In an order entered 5 April 2004, the trial court confirmed the monetary award of $67,330.00, which accorded with both the 4 March 2004 document and the monetary award in the "arbitration award." The trial court denied defendants' motion to treble damages and award attorney fees. From that order, defendants appeal, asserting the trial court erred in (1) compelling arbitration due to the lack of an opportunity to present evidence concerning the invalidity of the arbitration clause and (2) confirming the arbitration award. Plaintiff appeals the trial court's failure to provide that the real property should be sold under Chapter 44A of the North Carolina General Statutes to enforce plaintiff's lien as set forth in the "arbitration award."

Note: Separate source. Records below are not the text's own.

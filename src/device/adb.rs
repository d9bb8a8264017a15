//! adb-backed device client.
//!
//! Screen state comes from an accessibility portal app installed on the
//! handset, which exposes the interactive element tree through a content
//! provider (`content://<authority>/state`). Input goes through `adb shell`:
//! - taps land on the centre of the element's bounds (`input tap`)
//! - text is base64-encoded and broadcast to the portal keyboard
//! - keys use `input keyevent`, apps start through `monkey`

use async_trait::async_trait;
use base64::Engine;
use serde::Deserialize;
use std::sync::atomic::{AtomicBool, Ordering};
use tokio::process::Command;

use super::Device;
use super::types::{Bounds, DeviceError, DeviceResult, Snapshot, UiElement};
use crate::config::AdbSettings;

/// Device reached through the adb command-line client
#[derive(Debug)]
pub struct AdbDevice {
    settings: AdbSettings,
    connected: AtomicBool,
}

impl AdbDevice {
    pub fn new(settings: AdbSettings) -> Self {
        Self {
            settings,
            connected: AtomicBool::new(false),
        }
    }

    pub fn serial(&self) -> Option<&str> {
        self.settings.serial.as_deref()
    }

    async fn adb(&self, args: &[&str]) -> DeviceResult<String> {
        let mut cmd = Command::new(&self.settings.binary);
        if let Some(serial) = &self.settings.serial {
            cmd.args(["-s", serial.as_str()]);
        }
        let output = cmd.args(args).kill_on_drop(true).output().await?;

        if !output.status.success() {
            let stderr = String::from_utf8_lossy(&output.stderr);
            return Err(DeviceError::Transport(format!(
                "adb {} exited with {}: {}",
                args.join(" "),
                output.status,
                stderr.trim()
            )));
        }
        Ok(String::from_utf8_lossy(&output.stdout).into_owned())
    }

    async fn shell(&self, args: &[&str]) -> DeviceResult<String> {
        let mut full = Vec::with_capacity(args.len() + 1);
        full.push("shell");
        full.extend_from_slice(args);
        self.adb(&full).await
    }
}

#[async_trait]
impl Device for AdbDevice {
    async fn connect(&self) -> DeviceResult<()> {
        if self.connected.load(Ordering::Acquire) {
            return Ok(());
        }

        // network serials must be attached before they answer get-state
        if let Some(serial) = self.serial().filter(|s| s.contains(':')) {
            let out = Command::new(&self.settings.binary)
                .args(["connect", serial])
                .output()
                .await
                .map_err(|e| DeviceError::Connection(e.to_string()))?;
            let stdout = String::from_utf8_lossy(&out.stdout).to_lowercase();
            if !out.status.success() || stdout.contains("failed") || stdout.contains("unable") {
                return Err(DeviceError::Connection(format!(
                    "adb connect {}: {}",
                    serial,
                    stdout.trim()
                )));
            }
        }

        let state = self
            .adb(&["get-state"])
            .await
            .map_err(|e| DeviceError::Connection(e.to_string()))?;
        if state.trim() != "device" {
            return Err(DeviceError::Connection(format!(
                "device {} is in state '{}'",
                self.serial().unwrap_or("<default>"),
                state.trim()
            )));
        }

        self.connected.store(true, Ordering::Release);
        tracing::debug!(serial = ?self.serial(), "adb device connected");
        Ok(())
    }

    async fn snapshot(&self) -> DeviceResult<Snapshot> {
        let uri = format!("content://{}/state", self.settings.portal_authority);
        let raw = self.shell(&["content", "query", "--uri", &uri]).await?;
        parse_portal_state(&raw)
    }

    async fn tap(&self, element: &UiElement) -> DeviceResult<()> {
        let bounds = element.bounds.ok_or_else(|| {
            DeviceError::Transport(format!("element {} has no bounds to tap", element.index))
        })?;
        let (x, y) = bounds.center();
        self.shell(&["input", "tap", &x.to_string(), &y.to_string()])
            .await
            .map(|_| ())
    }

    async fn type_text(&self, text: &str) -> DeviceResult<()> {
        let encoded = base64::engine::general_purpose::STANDARD.encode(text.as_bytes());
        let action = format!("{}.DROIDRUN_INPUT_B64", self.settings.portal_authority);
        self.shell(&["am", "broadcast", "-a", &action, "--es", "msg", &encoded])
            .await
            .map(|_| ())
    }

    async fn press_key(&self, code: u32) -> DeviceResult<()> {
        self.shell(&["input", "keyevent", &code.to_string()])
            .await
            .map(|_| ())
    }

    async fn start_app(&self, package: &str) -> DeviceResult<()> {
        let out = self
            .shell(&["monkey", "-p", package, "-c", "android.intent.category.LAUNCHER", "1"])
            .await?;
        if out.contains("No activities found") {
            return Err(DeviceError::Transport(format!("no launchable activity in {}", package)));
        }
        Ok(())
    }
}

#[derive(Debug, Deserialize)]
struct PortalElement {
    index: u32,
    #[serde(default)]
    text: Option<String>,
    #[serde(default, rename = "resourceId")]
    resource_id: Option<String>,
    #[serde(default, rename = "className")]
    class_name: Option<String>,
    #[serde(default)]
    bounds: Option<String>,
    #[serde(default)]
    children: Vec<PortalElement>,
}

impl From<PortalElement> for UiElement {
    fn from(el: PortalElement) -> Self {
        UiElement {
            index: el.index,
            text: el.text.unwrap_or_default(),
            resource_id: el.resource_id.unwrap_or_default(),
            class_name: el.class_name.unwrap_or_default(),
            bounds: el.bounds.as_deref().and_then(Bounds::parse),
            children: el.children.into_iter().map(UiElement::from).collect(),
        }
    }
}

/// Parse `content query` output from the portal into a snapshot.
///
/// The provider answers `Row: 0 result=<json>`; the JSON either carries the
/// state directly or wraps it as a string under `data`.
pub fn parse_portal_state(raw: &str) -> DeviceResult<Snapshot> {
    let json_start = raw
        .find("result=")
        .map(|i| i + "result=".len())
        .or_else(|| raw.find('{'))
        .ok_or_else(|| DeviceError::Parse(format!("no portal payload in '{}'", raw.trim())))?;
    let envelope: serde_json::Value = serde_json::from_str(raw[json_start..].trim())?;

    if let Some(status) = envelope.get("status").and_then(|s| s.as_str()) {
        if status != "success" {
            let message = envelope
                .get("error")
                .and_then(|e| e.as_str())
                .unwrap_or(status);
            return Err(DeviceError::Transport(format!("portal error: {}", message)));
        }
    }

    let payload = match envelope.get("data").cloned() {
        Some(serde_json::Value::String(inner)) => serde_json::from_str(&inner)?,
        Some(data @ serde_json::Value::Object(_)) => data,
        _ => envelope,
    };

    let tree = payload
        .get("a11y_tree")
        .cloned()
        .ok_or_else(|| DeviceError::Parse("portal state has no a11y_tree".to_string()))?;
    let elements: Vec<PortalElement> = serde_json::from_value(tree)?;
    let device_state = payload
        .get("phone_state")
        .cloned()
        .unwrap_or(serde_json::Value::Null);

    Ok(Snapshot::from_elements(
        elements.into_iter().map(UiElement::from).collect(),
        device_state,
    ))
}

I. Order Compelling Arbitration

In their first assignment of error, defendants assert the trial court erred in compelling arbitration because they were deprived of an opportunity to present evidence of the invalidity of the arbitration clause. Specifically, defendants argue the contract was induced by fraud concerning the disparity between the original bid on the renovation project and the final total cost of the project. At the hearing, defendants argued they were entitled to a jury trial on the issue of whether the arbitration clause was enforceable on the grounds that the contract was induced by fraud. On appeal, defendants have abandoned that argument, and we note that such argument is supported by neither statutory nor case law. See N.C. Gen.Stat. § 1-567.3 (2001) (emphasis added) (providing that "if the opposing party denies the existence of the agreement to arbitrate, the court shall proceed summarily to the determination of the issue . . .")1; Barnhouse v. American Express Fin. Advisors, Inc., 151 N.C.App. 507, 508, 566 S.E.2d 130, 131-32 (2002) (observing that "the court may . . . properly resolve preliminary issues surrounding the agreement, such as whether or not the agreement was induced by fraud").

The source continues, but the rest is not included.